I'm usually a naturally grateful person. I feel gratitude rather spontaneously and sincerely, for everything from the pleasant UPS man to someboey else's passion that inevitably inspires me. Lately, though, I haven't been feeling very thankful. So I've been doing what Oprah and others are often touting: Keeping a gratitude journal, at least mentally. 10 things a day. Some days I have to dig deep, expressing gratitude for not drinking sour milk or catching the pig flu. My mother always tells my bitter sister to be thankful she has two arms and two legs, which is never a comfort to her. I doubt that avoiding the possibility of drinking sour milk on any given day would comfort her either, but it's helping me to feel as though I'm at least trying.

Here's my list for today: I'm grateful for...
1. My doctor, who listens to me and ensures that I know he is listening
2. Coffee
3. Song's like Coldplay's Yellow played loudly
4. Not getting a speeding ticket
5. AStrology insights
6. The fact that my doctor doesn't think my kidneys are failing
7. Jeans
8. Designer flip flops
9. Pain-free fingers
10. Good writing

Sunday, April 26, 2009

La RĂ©sistance

I wrote the following for my website, under the guise of the professional I am there. So, it has a more teachy kind of tone. The truth, which anyone who can read this or listen to it being read will know, is that this is about my own now long-standing wading through resistance. I'm hoping that writing helps me to take my own advice!

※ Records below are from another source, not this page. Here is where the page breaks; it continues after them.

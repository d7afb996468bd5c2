/*
 * Copyright © 2025, United States Government, as represented by the Administrator of
 * the National Aeronautics and Space Administration. All rights reserved.
 *
 * The “ODIN” software is licensed under the Apache License, Version 2.0 (the "License");
 * you may not use this file except in compliance with the License. You may obtain a copy
 * of the License at http://www.apache.org/licenses/LICENSE-2.0.
 *
 * Unless required by applicable law or agreed to in writing, software distributed under
 * the License is distributed on an "AS IS" BASIS, WITHOUT WARRANTIES OR CONDITIONS OF ANY KIND,
 * either express or implied. See the License for the specific language governing permissions
 * and limitations under the License.
 */
#![allow(unused)]

use std::sync::Arc;
use chrono::{DateTime,Utc};
use tokio_util::sync::CancellationToken;
use tracing::{debug,info,warn};
use ovm_common::datetime::TimeKey;
use ovm_telemetry::{TelemetrySnapshot, TelemetryStore};

use crate::config::DisturbanceConfig;
use crate::filter::{Candidate,IgnoreList};
use crate::period::DisturbancePeriod;
use crate::query::{DetectionQuery,validate_request};
use crate::window::WindowSlot;
use crate::errors::{OvmDisturbanceError, Result};

/// finds disturbance periods for any number of queries in a single ascending pass over the store.
/// The scanner itself is immutable, concurrent `detect` calls each own their window state
pub struct DisturbanceScanner {
    store: Arc<dyn TelemetryStore>,
    config: Arc<DisturbanceConfig>,
    ignore_list: IgnoreList,
}

impl DisturbanceScanner {
    /// create a scanner that uses the ignore list of `config`
    pub fn new (store: Arc<dyn TelemetryStore>, config: Arc<DisturbanceConfig>)->Self {
        let ignore_list = IgnoreList::new( &config.ignore_callsigns);
        DisturbanceScanner { store, config, ignore_list }
    }

    pub fn with_ignore_list (mut self, ignore_list: IgnoreList)->Self {
        self.ignore_list = ignore_list;
        self
    }

    pub fn store (&self)->&Arc<dyn TelemetryStore> { &self.store }
    pub fn config (&self)->&DisturbanceConfig { self.config.as_ref() }
    pub fn ignore_list (&self)->&IgnoreList { &self.ignore_list }

    pub fn detect (&self, queries: &[DetectionQuery], begin: TimeKey, end: TimeKey)->Result<Vec<DisturbancePeriod>> {
        self.detect_cancellable( queries, begin, end, &CancellationToken::new())
    }

    /// scan all snapshots with `begin <= timestamp <= end`. The token is checked once per snapshot, a
    /// cancelled scan returns `Cancelled` and no partial result. Periods are ordered by begin, then query id
    pub fn detect_cancellable (&self, queries: &[DetectionQuery], begin: TimeKey, end: TimeKey,
                               cancel: &CancellationToken)->Result<Vec<DisturbancePeriod>>
    {
        validate_request( queries, begin, end, &self.config.limits)?;

        let mut slots: Vec<WindowSlot> = queries.iter().cloned().map( WindowSlot::new).collect();
        let mut periods: Vec<DisturbancePeriod> = Vec::new();
        let mut n_snapshots = 0;

        debug!("scanning {}..{} for {} queries", begin, end, slots.len());

        for res in self.store.ascending_from( begin)? {
            if cancel.is_cancelled() {
                return Err( OvmDisturbanceError::Cancelled)
            }

            let snapshot = res?;
            if snapshot.timestamp > end {
                break
            }
            let date = match snapshot.timestamp.to_datetime() {
                Ok(date) => date,
                Err(e) => { warn!("skipping snapshot: {e}"); continue }
            };
            n_snapshots += 1;

            let candidates: Vec<Candidate> = snapshot.aircraft.iter().filter_map( |ac| self.ignore_list.candidate( ac)).collect();
            self.process_snapshot( &mut slots, &snapshot, date, &candidates, &mut periods)?;
        }

        for slot in &mut slots {
            if let Some(period) = slot.finalize( self.config.end_of_scan)? {
                emit( period, &mut periods);
            }
        }

        periods.sort_by( |a,b| a.begin.cmp( &b.begin).then_with( || a.query.id.cmp( &b.query.id)));
        debug!("scanned {} snapshots, found {} disturbance periods", n_snapshots, periods.len());
        Ok(periods)
    }

    fn process_snapshot (&self, slots: &mut [WindowSlot], snapshot: &TelemetrySnapshot, date: DateTime<Utc>,
                         candidates: &[Candidate], periods: &mut Vec<DisturbancePeriod>)->Result<()>
    {
        for slot in slots.iter_mut() {
            slot.begin_snapshot();

            for c in candidates {
                if slot.query().matches( &c.position, c.altitude) {
                    if let Some(period) = slot.record( snapshot.timestamp, date, &c.callsign, c.icao24, c.altitude)? {
                        emit( period, periods);
                    }
                }
            }

            if let Some(period) = slot.end_snapshot( date)? {
                emit( period, periods);
            }
        }
        Ok(())
    }
}

fn emit (period: DisturbancePeriod, periods: &mut Vec<DisturbancePeriod>) {
    info!("query {}: disturbance detected. {} flights in {:.1} minutes, {}..{}",
          period.query.id, period.hit_count, period.duration_minutes(), period.begin, period.end);
    periods.push( period);
}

Have you ever felt as though you were fighting against the current of life? Holding on to a fierce assertion that a particular part of life was wrong? Or to the notion that a specific person was just impossible? Have you ever, on some subconscious level, refused to be happy with the way things were because you believed they should be different? If so, you’ve experienced something of psychological resistance. It feels miserable if you’re in it, and it can be frustrating if someone you care about is in this place. Most individuals who go through a conscious process of awakening will run up against this. Likewise, individuals who happen to wake-up one day feeling resistant will need to initiate a conscious process of awakening in order to move beyond it.

As miserable as it can be, it is an expectable part of the process of growth.

Let’s start with a positive look at resistance. Two men who have without question changed our world in significant and positive ways are Mahatma Gandhi and Dr. Martin Luther King, Jr., each of whom practiced civil disobedience and non-violent resistance in order to bring about the change they wished to see in the world (a well-know saying attributed to Gandhi). They led movements which spoke to the unacceptability of certain conditions within their worlds, refusing to accept these practices, discriminations, and policies. Ultimately, their movements of resistance changed the world. They give resistance a good name, so to speak.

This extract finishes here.